Who will be the first out with a phone to support Unlicensed Mobile Access (UMA)? Kineto—the company that developed the technology—has licensed its UMA software to several companies, but the first out with an official announcement appears to be LG Electronics (LGE).
LGE’s Fixed-Mobile Convergence (FMC) phone is the CL400. Most handsets today that support Wi-Fi are big smartphones—the kind that include PDA and other features, at a high price. According to Kineto marketing director Steve Shaw, the CL400 will have a “much more mid-tier clamshell design — not an all-out road warrior communications product.” The price should be lower than traditional smartphones as well.
That said, the phone won’t scrimp on extras. It will include a megapixel digital camera and an MP3 player.
And of course it’s also a phone, supporting GSM/GPRS and tri-band (850/1800/1900) for use in North America and parts of Europe. With the UMA client software on board, the best part is that calls and data access will roam seamlessly from Wi-Fi to cellular and back again without dropping a signal.
LGE licensed the UMA technology from Kineto in July, as did Samsung. Shaw says Samsung will probably “have something shortly.” He says Motorola has also made mention of a UMA phone, but has not announced anything official. Chances are good that all of these phone makers could have UMA-based products out in the same timeframe—in trials this year, with retail availability in the first half of 2006.
Kineto is also working with Nokia — not on a UMA phone (yet), but on the network side, where UMA support is necessary from carriers. Who those carriers will be, and thus who offers the new LG or other UMA-based phones, is still unknown.
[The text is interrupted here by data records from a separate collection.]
//! Result value objects returned by a search call
//!
//! All of these are immutable snapshots produced fresh per search and never
//! shared or mutated after construction. They serialize to JSON as-is for
//! consumption by a UI.

use serde::{Deserialize, Serialize};

/// One matched record
#[derive(Debug, Clone, PartialEq, Eq, Serialize, Deserialize)]
pub struct SearchItem {
    /// Link to the record's detail view
    pub url: String,

    /// Human-readable label for the record
    pub display_text: String,
}

/// Search results for one entity
#[derive(Debug, Clone, PartialEq, Eq, Serialize, Deserialize)]
pub struct ModelResult {
    /// Stable identifier of the owning table/content-type
    pub content_type_id: u32,

    /// Machine name of the model
    pub model_name: String,

    /// Display name, singular
    pub verbose_name: String,

    /// Display name, plural
    pub verbose_name_plural: String,

    /// Matched items, at most the configured per-model cap
    pub items: Vec<SearchItem>,

    /// True if the underlying query matched more rows than were returned
    pub has_more: bool,

    /// Link to a filtered list of all matches, when the entity has one
    #[serde(default, skip_serializing_if = "Option::is_none")]
    pub changelist_url: Option<String>,

    /// Wall-clock time spent executing this model's query
    #[serde(default)]
    pub elapsed_time_ms: u64,
}

impl ModelResult {
    /// True when the query matched nothing for this entity
    pub fn is_empty(&self) -> bool {
        self.items.is_empty()
    }
}

/// Search results for one owning application group
#[derive(Debug, Clone, PartialEq, Eq, Serialize, Deserialize)]
pub struct AppResult {
    /// Application grouping key
    pub app_label: String,

    /// Display name of the application
    pub app_verbose_name: String,

    /// Results for each model belonging to this app, in registry order
    pub models: Vec<ModelResult>,
}

/// The full response for one search call
#[derive(Debug, Clone, PartialEq, Eq, Serialize, Deserialize)]
pub struct GlobalResult {
    /// App groups with at least one non-empty model result
    pub apps: Vec<AppResult>,

    /// Wall-clock time for the whole fan-out
    pub elapsed_time_ms: u64,

    /// True if the global deadline was hit before every model finished
    #[serde(default)]
    pub is_timeout: bool,
}

impl GlobalResult {
    /// Total number of items across all apps and models
    pub fn item_count(&self) -> usize {
        self.apps
            .iter()
            .flat_map(|app| app.models.iter())
            .map(|model| model.items.len())
            .sum()
    }

    /// Look up one model's results by content type id
    pub fn model(&self, content_type_id: u32) -> Option<&ModelResult> {
        self.apps
            .iter()
            .flat_map(|app| app.models.iter())
            .find(|model| model.content_type_id == content_type_id)
    }
}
UMA was folded into the 3rd Generation Partnership Project (3GPP) cellular specifications last May. Shaw says it was a “huge boost for UMA… it went from being a bunch of vendors that put together a specification to a globally ratified specification for how Wi-Fi and cellular converge.” What Kineto offers for license is still the company’s own brew of UMA, but upgradeable to final specifications when established. In the future, Shaw says to expect direct support for 3G services like CDMA/EV-DO. “The changes would be minor for UMA; [we expect] implementation nits, not any significant structural changes,” he says.